Let's recall that the only justified task of government is to secure the rights of the citizens of the country who have hired it just for that purpose.  This is not some libertarian fantasy, as statists everywhere are eager to claim, but the explicit oath of office of free government, as laid out in the Declaration of Independence. That is why government exists in a free society, not to meddle in everyone's life but to secure our rights without violating them in the process.  Any other kind of government is more or less despotic since it abrogates rather than stands fully ready to defend our rights.

The larger issue, then, about 9/11 remains the same even after the Senate hearings and will probably be obscured, papered over by all the politicians who are mostly interested in slinging mud against opposition party members: The US government has been spread too thin with all its irrelevant statist pro-activism to properly stand ready to defend the citizenry.

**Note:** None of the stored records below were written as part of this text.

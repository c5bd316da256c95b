//! Alexa skill endpoint.
//!
//! Alexa expects the reply in the HTTP response of the request that started the turn, so the
//! adapter buffers everything the bot sends and folds it into one response envelope once the turn
//! completes.

mod adapter;
mod card;
mod config;
mod error;
mod http;
mod inbound;
mod outbound;
mod types;
mod verifier;

pub const CHANNEL_ID: &str = "alexa";

pub use adapter::AlexaTurnBuffer;
pub use card::{
    AlexaCard, LINK_ACCOUNT_CARD_CONTENT_TYPE, SIMPLE_CARD_CONTENT_TYPE, STANDARD_CARD_CONTENT_TYPE,
};
pub use config::{AlexaSettings, DEFAULT_TIMESTAMP_TOLERANCE_SECS};
pub use error::AlexaError;
pub use http::{ALEXA_PATH, AlexaState, router};
pub use inbound::{PHRASE_SLOT, to_activity, verify_envelope};
pub use outbound::{RESPONSE_VERSION, build_response};
pub use types::*;
pub use verifier::{
    AcceptAll, CERT_CHAIN_URL_HEADER, CertChainUrlVerifier, RequestVerifier, SIGNATURE_HEADER,
    VerificationError, validate_cert_chain_url,
};
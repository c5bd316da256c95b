use axum::Router;
use axum::http::StatusCode;
use axum::routing::get;
use bb_core::TurnRunner;
use bb_provider_alexa::{AlexaState, CertChainUrlVerifier};
use bb_provider_twilio_whatsapp::TwilioState;
use bb_provider_twitter::TwitterState;
use bb_provider_tyntec_whatsapp::TyntecState;
use tracing::info;

use crate::config::Channels;

pub const HEALTHZ_PATH: &str = "/healthz";

async fn healthz() -> StatusCode {
    StatusCode::NO_CONTENT
}

/// Health check plus one webhook router per configured channel.
pub fn build_router(channels: Channels, runner: TurnRunner, http: reqwest::Client) -> Router {
    let mut alexa = AlexaState::new(channels.alexa, runner.clone());
    if channels.alexa_cert_chain_check {
        alexa = alexa.with_verifier(CertChainUrlVerifier);
    }
    let mut router = Router::new()
        .route(HEALTHZ_PATH, get(healthz))
        .merge(bb_provider_alexa::router(alexa));
    info!(channel = bb_provider_alexa::CHANNEL_ID, path = bb_provider_alexa::ALEXA_PATH, "channel mounted");

    if let Some(settings) = channels.twilio {
        let state = TwilioState::with_rest_client(settings, runner.clone(), http.clone());
        router = router.merge(bb_provider_twilio_whatsapp::router(state));
        info!(
            channel = "twilio-whatsapp",
            path = bb_provider_twilio_whatsapp::TWILIO_WHATSAPP_PATH,
            "channel mounted"
        );
    }
    if let Some(settings) = channels.twitter {
        let state = TwitterState::with_rest_client(settings, runner.clone(), http.clone());
        router = router.merge(bb_provider_twitter::router(state));
        info!(
            channel = bb_provider_twitter::CHANNEL_ID,
            path = bb_provider_twitter::TWITTER_WEBHOOK_PATH,
            "channel mounted"
        );
    }
    if let Some(settings) = channels.tyntec {
        let state = TyntecState::with_rest_client(settings, runner, http);
        router = router.merge(bb_provider_tyntec_whatsapp::router(state));
        info!(
            channel = "tyntec-whatsapp",
            path = bb_provider_tyntec_whatsapp::TYNTEC_WHATSAPP_PATH,
            "channel mounted"
        );
    }
    router
}
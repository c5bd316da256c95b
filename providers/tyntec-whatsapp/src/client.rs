use async_trait::async_trait;
use serde::Deserialize;

use crate::error::TyntecError;
use crate::outbound::TyntecMessage;

#[async_trait]
pub trait TyntecClient: Send + Sync {
    /// Submits a message and returns its `messageId`.
    async fn send_message(&self, message: &TyntecMessage) -> Result<String, TyntecError>;
}

pub struct TyntecRestClient {
    http: reqwest::Client,
    api_base: String,
    api_key: String,
}

impl TyntecRestClient {
    pub fn new(http: reqwest::Client, api_base: impl Into<String>, api_key: impl Into<String>) -> Self {
        Self {
            http,
            api_base: api_base.into().trim_end_matches('/').to_string(),
            api_key: api_key.into(),
        }
    }

    fn messages_url(&self) -> String {
        format!("{}/conversations/v3/messages", self.api_base)
    }
}

#[derive(Deserialize)]
#[serde(rename_all = "camelCase")]
struct Accepted {
    message_id: String,
}

#[async_trait]
impl TyntecClient for TyntecRestClient {
    async fn send_message(&self, message: &TyntecMessage) -> Result<String, TyntecError> {
        let response = self
            .http
            .post(self.messages_url())
            .header("apikey", &self.api_key)
            .json(message)
            .send()
            .await?;
        let status = response.status();
        if !status.is_success() {
            let message = response.text().await.unwrap_or_default();
            return Err(TyntecError::Api {
                status: status.as_u16(),
                message,
            });
        }
        let accepted: Accepted = response
            .json()
            .await
            .map_err(|err| TyntecError::Response(err.to_string()))?;
        Ok(accepted.message_id)
    }
}
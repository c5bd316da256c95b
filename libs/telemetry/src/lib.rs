//! Logging and metric helpers shared by the botbridge crates.
//!
//! Logs go through `tracing`; counters go through the `metrics` facade so the host decides which
//! recorder (if any) is installed.

use anyhow::Result;
use bb_core::Activity;
use tracing::Span;

mod config;
mod counters;
mod tracing_init;

pub use config::TelemetryConfig;
pub use counters::{Outcome, record_inbound, record_nlp_call, record_outbound, record_storage_op};
pub use tracing_init::init_telemetry;

/// Installs the shared subscriber configured from `RUST_LOG` and `LOG_FORMAT`.
pub fn install(service_name: &str) -> Result<()> {
    init_telemetry(TelemetryConfig::from_env(service_name))
}

/// Span covering the inbound handling of one activity on a channel.
pub fn channel_span(channel: &str, activity: &Activity) -> Span {
    tracing::info_span!(
        "inbound",
        channel = %channel,
        activity_type = %activity.activity_type,
        activity_id = activity.id.as_deref().unwrap_or_default(),
        conversation_id = %activity.conversation.id,
    )
}
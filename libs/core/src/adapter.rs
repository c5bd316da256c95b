use async_trait::async_trait;
use serde::{Deserialize, Serialize};

use crate::activity::Activity;
use crate::error::TurnError;

/// Per-activity result of a send. Soft-failed sends carry an empty id.
#[derive(Debug, Clone, Default, PartialEq, Eq, Serialize, Deserialize)]
pub struct ResourceResponse {
    #[serde(default)]
    pub id: String,
}

impl ResourceResponse {
    pub fn new(id: impl Into<String>) -> Self {
        Self { id: id.into() }
    }

    pub fn empty() -> Self {
        Self::default()
    }

    pub fn is_empty(&self) -> bool {
        self.id.is_empty()
    }
}

/// Outbound half of a channel adapter.
///
/// Implementations send `activities` in order and stop at the first vendor error. Activity types
/// the channel cannot express are logged and answered with [`ResourceResponse::empty`] so the rest
/// of the batch still goes out.
#[async_trait]
pub trait ChannelAdapter: Send + Sync {
    fn channel_id(&self) -> &str;

    async fn send_activities(
        &self,
        incoming: &Activity,
        activities: Vec<Activity>,
    ) -> Result<Vec<ResourceResponse>, TurnError>;

    async fn update_activity(
        &self,
        _incoming: &Activity,
        _activity: Activity,
    ) -> Result<ResourceResponse, TurnError> {
        Err(TurnError::NotSupported {
            channel: self.channel_id().to_string(),
            op: "update_activity",
        })
    }

    async fn delete_activity(
        &self,
        _incoming: &Activity,
        _activity_id: &str,
    ) -> Result<(), TurnError> {
        Err(TurnError::NotSupported {
            channel: self.channel_id().to_string(),
            op: "delete_activity",
        })
    }
}
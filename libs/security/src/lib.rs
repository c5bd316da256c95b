//! Webhook authenticity checks used by the channel adapters.
//!
//! Helpers return [`SignatureError`] so each adapter can map a failed check to the status code its
//! vendor expects.

pub mod guard;
pub mod signature;
pub mod twilio;
pub mod twitter;

pub use guard::*;
pub use signature::*;
pub use twilio::*;
pub use twitter::*;
use std::sync::Arc;

use async_trait::async_trait;
use futures::future::BoxFuture;
use tracing::{Instrument, error, info_span};

use crate::activity::Activity;
use crate::adapter::ChannelAdapter;
use crate::error::TurnError;
use crate::turn::TurnContext;

/// Bot logic invoked once the middleware chain has run.
#[async_trait]
pub trait BotHandler: Send + Sync {
    async fn on_turn(&self, ctx: &mut TurnContext) -> Result<(), TurnError>;
}

/// Adapts a closure returning a boxed future into a [`BotHandler`].
pub struct HandlerFn<F>(F);

/// ```
/// use bb_core::{handler_fn, TurnContext};
///
/// let handler = handler_fn(|ctx: &mut TurnContext| {
///     Box::pin(async move {
///         let text = ctx.activity().text_or_empty().to_string();
///         ctx.send_activity(format!("echo: {text}")).await?;
///         Ok::<(), bb_core::TurnError>(())
///     })
/// });
/// # let _ = handler;
/// ```
pub fn handler_fn<F>(f: F) -> HandlerFn<F>
where
    F: for<'a> Fn(&'a mut TurnContext) -> BoxFuture<'a, Result<(), TurnError>> + Send + Sync,
{
    HandlerFn(f)
}

#[async_trait]
impl<F> BotHandler for HandlerFn<F>
where
    F: for<'a> Fn(&'a mut TurnContext) -> BoxFuture<'a, Result<(), TurnError>> + Send + Sync,
{
    async fn on_turn(&self, ctx: &mut TurnContext) -> Result<(), TurnError> {
        (self.0)(ctx).await
    }
}

/// A pipeline stage. Call `next.run(ctx)` to continue; returning without it ends the turn.
#[async_trait]
pub trait Middleware: Send + Sync {
    fn name(&self) -> &'static str {
        std::any::type_name::<Self>()
    }

    async fn on_turn(&self, ctx: &mut TurnContext, next: Next<'_>) -> Result<(), TurnError>;
}

/// Continuation over the remaining middleware and the bot handler.
pub struct Next<'a> {
    middleware: &'a [Arc<dyn Middleware>],
    handler: &'a dyn BotHandler,
}

impl<'a> Next<'a> {
    pub async fn run(self, ctx: &mut TurnContext) -> Result<(), TurnError> {
        match self.middleware.split_first() {
            Some((head, rest)) => {
                let next = Next {
                    middleware: rest,
                    handler: self.handler,
                };
                head.on_turn(ctx, next).await
            }
            None => self.handler.on_turn(ctx).await,
        }
    }
}

/// Ordered middleware, run in registration order before the handler.
#[derive(Clone, Default)]
pub struct MiddlewareSet {
    middleware: Vec<Arc<dyn Middleware>>,
}

impl MiddlewareSet {
    pub fn new() -> Self {
        Self::default()
    }

    pub fn push(&mut self, middleware: Arc<dyn Middleware>) {
        self.middleware.push(middleware);
    }

    pub fn len(&self) -> usize {
        self.middleware.len()
    }

    pub fn is_empty(&self) -> bool {
        self.middleware.is_empty()
    }

    pub async fn run(
        &self,
        ctx: &mut TurnContext,
        handler: &dyn BotHandler,
    ) -> Result<(), TurnError> {
        Next {
            middleware: &self.middleware,
            handler,
        }
        .run(ctx)
        .await
    }
}

/// Hook invoked when a turn fails. Returning `Ok` marks the error as handled.
#[async_trait]
pub trait OnTurnError: Send + Sync {
    async fn on_turn_error(&self, ctx: &mut TurnContext, error: &TurnError)
    -> Result<(), TurnError>;
}

/// Runs turns for adapters: builds the context, runs middleware and handler, applies the error
/// hook.
#[derive(Clone)]
pub struct TurnRunner {
    middleware: MiddlewareSet,
    handler: Arc<dyn BotHandler>,
    on_error: Option<Arc<dyn OnTurnError>>,
}

impl TurnRunner {
    pub fn new(handler: Arc<dyn BotHandler>) -> Self {
        Self {
            middleware: MiddlewareSet::new(),
            handler,
            on_error: None,
        }
    }

    pub fn with_middleware(mut self, middleware: impl Middleware + 'static) -> Self {
        self.middleware.push(Arc::new(middleware));
        self
    }

    pub fn with_error_handler(mut self, on_error: impl OnTurnError + 'static) -> Self {
        self.on_error = Some(Arc::new(on_error));
        self
    }

    pub fn middleware(&self) -> &MiddlewareSet {
        &self.middleware
    }

    pub async fn run_turn(
        &self,
        adapter: Arc<dyn ChannelAdapter>,
        activity: Activity,
    ) -> Result<TurnContext, TurnError> {
        let span = info_span!(
            "turn",
            channel = %activity.channel_id,
            activity_type = %activity.activity_type,
            activity_id = activity.id.as_deref().unwrap_or_default(),
            conversation_id = %activity.conversation.id,
        );
        let mut ctx = TurnContext::new(adapter, activity);
        let outcome = self
            .middleware
            .run(&mut ctx, self.handler.as_ref())
            .instrument(span.clone())
            .await;
        match outcome {
            Ok(()) => Ok(ctx),
            Err(err) => {
                error!(parent: &span, error = %err, "turn failed");
                match &self.on_error {
                    Some(hook) => {
                        hook.on_turn_error(&mut ctx, &err).await?;
                        Ok(ctx)
                    }
                    None => Err(err),
                }
            }
        }
    }
}
use std::sync::Arc;

use async_trait::async_trait;
use bb_core::{Activity, ActivityType, ChannelAdapter, ResourceResponse, TurnError};
use bb_telemetry::{Outcome, record_outbound};
use tracing::warn;

use crate::CHANNEL_ID;
use crate::client::TyntecClient;
use crate::outbound::build_message;

pub struct TyntecAdapter {
    whatsapp_number: String,
    client: Arc<dyn TyntecClient>,
}

impl TyntecAdapter {
    pub fn new(whatsapp_number: impl Into<String>, client: Arc<dyn TyntecClient>) -> Self {
        Self {
            whatsapp_number: whatsapp_number.into(),
            client,
        }
    }
}

#[async_trait]
impl ChannelAdapter for TyntecAdapter {
    fn channel_id(&self) -> &str {
        CHANNEL_ID
    }

    async fn send_activities(
        &self,
        _incoming: &Activity,
        activities: Vec<Activity>,
    ) -> Result<Vec<ResourceResponse>, TurnError> {
        let mut responses = Vec::with_capacity(activities.len());
        for activity in &activities {
            let message = match activity.activity_type {
                ActivityType::Message => build_message(&self.whatsapp_number, activity),
                _ => None,
            };
            let Some(message) = message else {
                warn!(
                    activity_type = %activity.activity_type,
                    "nothing tyntec can send for activity, skipping"
                );
                record_outbound(CHANNEL_ID, Outcome::Skipped);
                responses.push(ResourceResponse::empty());
                continue;
            };
            let result = self.client.send_message(&message).await;
            record_outbound(CHANNEL_ID, Outcome::of(&result));
            let id = result.map_err(|err| TurnError::send(CHANNEL_ID, err))?;
            responses.push(ResourceResponse::new(id));
        }
        Ok(responses)
    }
}

#[cfg(test)]
mod tests {
    use super::*;
    use crate::error::TyntecError;
    use crate::outbound::TyntecMessage;
    use bb_core::ConversationAccount;
    use std::sync::Mutex;
    use tracing_test::traced_test;

    #[derive(Default)]
    struct FakeTyntec {
        sent: Mutex<Vec<TyntecMessage>>,
        status: Option<u16>,
    }

    #[async_trait]
    impl TyntecClient for FakeTyntec {
        async fn send_message(&self, message: &TyntecMessage) -> Result<String, TyntecError> {
            if let Some(status) = self.status {
                return Err(TyntecError::Api {
                    status,
                    message: "rejected".into(),
                });
            }
            let mut sent = self.sent.lock().unwrap();
            sent.push(message.clone());
            Ok(format!("msg-{}", sent.len()))
        }
    }

    fn reply(text: &str) -> Activity {
        Activity {
            conversation: ConversationAccount::new("491672634678"),
            ..Activity::message(text)
        }
    }

    #[traced_test]
    #[tokio::test]
    async fn skips_unsupported_activities_softly() {
        let client = Arc::new(FakeTyntec::default());
        let adapter = TyntecAdapter::new("4923147790813", client.clone());
        let responses = adapter
            .send_activities(
                &Activity::message("in"),
                vec![Activity::new(ActivityType::Typing), reply("hi")],
            )
            .await
            .unwrap();

        assert!(responses[0].is_empty());
        assert_eq!(responses[1].id, "msg-1");
        assert!(logs_contain("nothing tyntec can send"));
        assert_eq!(client.sent.lock().unwrap()[0].from, "4923147790813");
    }

    #[tokio::test]
    async fn vendor_error_aborts_batch() {
        let client = Arc::new(FakeTyntec {
            status: Some(422),
            ..Default::default()
        });
        let adapter = TyntecAdapter::new("1", client);
        let err = adapter
            .send_activities(&Activity::message("in"), vec![reply("a"), reply("b")])
            .await
            .unwrap_err();
        assert!(matches!(err, TurnError::Send { .. }));
    }
}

The point is fairly simple, actually.  If your cop on the beat has become your dentist, dance instructor, physician, banker, teacher, and everything else that is important to you, how can that same cop focus on the job of keeping the peace within the vicinity of his or her jurisdiction?  It is simply impossible - for a government that's become preoccupied with every element of human welfare in a country the funds and time and skill available do not make it possible to carry out its proper task. So, there is constant bickering about budgets, a veritable Punch and Judy show every fiscal year; the personnel aren't available, since so much else has gotten on the political agenda; the intelligence needed to learn about criminal plans is buried in reams of irrelevant paperwork that the leadership must confront in order to stay even modestly on top of the zillions of tasks governments have assumed; the citizenry isn't focused on the one thing government should be doing but is beefing constantly about its failure to do for it everything under the sun.

Is it not obvious that in such a situation there will be reduced focus on the purpose for which government is supposed to exist in the first place?  Of course it is, but instead of following George Orwell's dictum, namely, that "Sometimes the first duty of intelligent men is the restatement of the obvious," most American intellectuals and pundits are determined mostly to agitate for more and more government activity that has nothing to do with that institution's basic purpose.

Just as in many other countries horrific acts of state have managed to discredit the leadership throughout much of their history, without it ever coming to light just who did or who failed to do what to contribute to it all, so in the USA, too, the horrible security failure of 9/11 is never going to be linked to specific people.  It is the system stupid - it renders impossible doing the right job properly.

Are we going to have the US Senate do hearings on this broader issue, of how has the government gone astray over US history, how it never managed to live up to its mission to be a limited government, limited, specifically, to the job of defending us from foreign aggression?  I doubt that we will witness such a hearing, the only one that might come up with relevant answers.